Immigrants coming to the United States from Southeast Asia experience a rapid "Westernizing" of the bacteria in their guts that could explain their rising rates of obesity and related diseases.
University of Minnesota researchers discovered the pattern by analyzing the digestive bacteria of 514 Hmong and Karen women — some still living in Southeast Asia, some who recently arrived in the Twin Cities, and some who were U.S.-born children of immigrants — and comparing them with the bacteria of 36 white Minnesota women.
Six to nine months after arriving in the U.S., the immigrant women had a drop in the number and diversity of their gut bacteria — which are essential for digestion, and for immune system health — according to the study, which was published in Cell, an influential scientific journal.
"Immigrants begin losing their native microbes almost immediately after arriving in the U.S., and then acquire alien microbes that are more common in European-American people," said Dan Knights, a lead author of the study and a quantitative biologist at the U.
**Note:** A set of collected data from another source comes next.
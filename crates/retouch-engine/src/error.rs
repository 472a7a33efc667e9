use retouch_contracts::session::InsufficientCredits;

use crate::gateway::GatewayError;
use crate::voice::VoiceError;

/// Every failure a user action can surface.
#[derive(Debug, Clone, PartialEq, Eq, thiserror::Error)]
pub enum EditorError {
    #[error("microphone unavailable: {0}")]
    PermissionDenied(String),
    #[error("{0}")]
    InsufficientCredits(#[from] InsufficientCredits),
    #[error("invalid input: {0}")]
    InvalidInput(String),
    #[error("no image loaded; upload one first")]
    NoSession,
    #[error("request blocked: {0}")]
    UpstreamBlocked(String),
    #[error("generation stopped early: {0}")]
    UpstreamIncomplete(String),
    #[error("no result returned: {0}")]
    UpstreamEmpty(String),
    #[error("unreadable result: {0}")]
    UpstreamMalformed(String),
    #[error("network failure: {0}")]
    Transport(String),
    #[error("image processing failed: {0}")]
    LocalEncodeFailure(String),
    #[error("storage failure: {0}")]
    StorageFailure(String),
}

impl EditorError {
    /// Stable machine-readable code, used in events.
    pub fn code(&self) -> &'static str {
        match self {
            EditorError::PermissionDenied(_) => "permission_denied",
            EditorError::InsufficientCredits(_) => "insufficient_credits",
            EditorError::InvalidInput(_) => "invalid_input",
            EditorError::NoSession => "no_session",
            EditorError::UpstreamBlocked(_) => "upstream_blocked",
            EditorError::UpstreamIncomplete(_) => "upstream_incomplete",
            EditorError::UpstreamEmpty(_) => "upstream_empty",
            EditorError::UpstreamMalformed(_) => "upstream_malformed",
            EditorError::Transport(_) => "transport",
            EditorError::LocalEncodeFailure(_) => "local_encode_failure",
            EditorError::StorageFailure(_) => "storage_failure",
        }
    }

    /// Errors raised before anything was dispatched or deducted.
    pub fn is_precondition(&self) -> bool {
        matches!(
            self,
            EditorError::InvalidInput(_)
                | EditorError::InsufficientCredits(_)
                | EditorError::NoSession
        )
    }
}

impl From<GatewayError> for EditorError {
    fn from(err: GatewayError) -> Self {
        match err {
            GatewayError::InvalidRequest(message) => EditorError::InvalidInput(message),
            GatewayError::Blocked(message) => EditorError::UpstreamBlocked(message),
            GatewayError::IncompleteGeneration(message) => EditorError::UpstreamIncomplete(message),
            GatewayError::NoResult(message) => EditorError::UpstreamEmpty(message),
            GatewayError::MalformedResult(message) => EditorError::UpstreamMalformed(message),
            GatewayError::Transport(message) => EditorError::Transport(message),
            GatewayError::Unavailable(message) => EditorError::Transport(message),
        }
    }
}

impl From<VoiceError> for EditorError {
    fn from(err: VoiceError) -> Self {
        match err {
            VoiceError::PermissionDenied(message) => EditorError::PermissionDenied(message),
            VoiceError::Transcription(message) | VoiceError::Interpretation(message) => {
                EditorError::Transport(message)
            }
            VoiceError::Busy(status) => {
                EditorError::InvalidInput(format!("voice pipeline is {status}"))
            }
            VoiceError::NotListening(status) => {
                EditorError::InvalidInput(format!("voice pipeline is {status}, not listening"))
            }
        }
    }
}

/// Flattens an anyhow chain into one line, deduplicating repeated causes.
pub(crate) fn error_chain_text(err: &anyhow::Error, max_chars: usize) -> String {
    let mut parts: Vec<String> = Vec::new();
    for cause in err.chain() {
        let text = cause.to_string();
        let trimmed = text.trim();
        if trimmed.is_empty() {
            continue;
        }
        if parts.last().map(|existing| existing == trimmed).unwrap_or(false) {
            continue;
        }
        parts.push(trimmed.to_string());
    }
    if parts.is_empty() {
        return truncate_text(&err.to_string(), max_chars);
    }
    truncate_text(&parts.join(" | caused by: "), max_chars)
}

pub(crate) fn truncate_text(value: &str, max_chars: usize) -> String {
    if value.chars().count() <= max_chars {
        return value.to_string();
    }
    value.chars().take(max_chars).collect::<String>() + "…"
}

#[cfg(test)]
mod tests {
    use anyhow::Context;

    use super::{error_chain_text, EditorError};
    use crate::gateway::GatewayError;

    #[test]
    fn gateway_taxonomy_maps_onto_editor_errors() {
        let mapped: EditorError = GatewayError::Blocked("SAFETY".to_string()).into();
        assert_eq!(mapped.code(), "upstream_blocked");
        let mapped: EditorError = GatewayError::InvalidRequest("empty".to_string()).into();
        assert!(mapped.is_precondition());
    }

    #[test]
    fn chain_text_skips_duplicates() {
        let err = Err::<(), _>(anyhow::anyhow!("socket closed"))
            .context("socket closed")
            .context("Gemini request failed")
            .unwrap_err();
        assert_eq!(
            error_chain_text(&err, 200),
            "Gemini request failed | caused by: socket closed"
        );
        assert_eq!(error_chain_text(&err, 6), "Gemini…");
    }
}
The change was more significant among immigrants who were obese, and among immigrants' U.S.-born children. The dominant species of bacteria in their guts changed from Prevotella to Bacteroides, which are more common in Americans.
The diversity of their bacteria declined as well, which is significant because other studies have linked a lack of diversity to a greater risk of obesity, Knights said.
The microbiome of the gut is a new frontier in medicine, with recent studies making remarkable findings about its diversity and influence on the rest of the body.
The study required unique and substantial cooperation from Twin Cities immigrant and refugee communities, which provided all of the U.S. volunteers. While the researchers had to overcome language barriers and other hurdles — such as immigrants' comfort level with providing stool samples for bacteria analysis — they found the community hungry for answers to the obesity problem.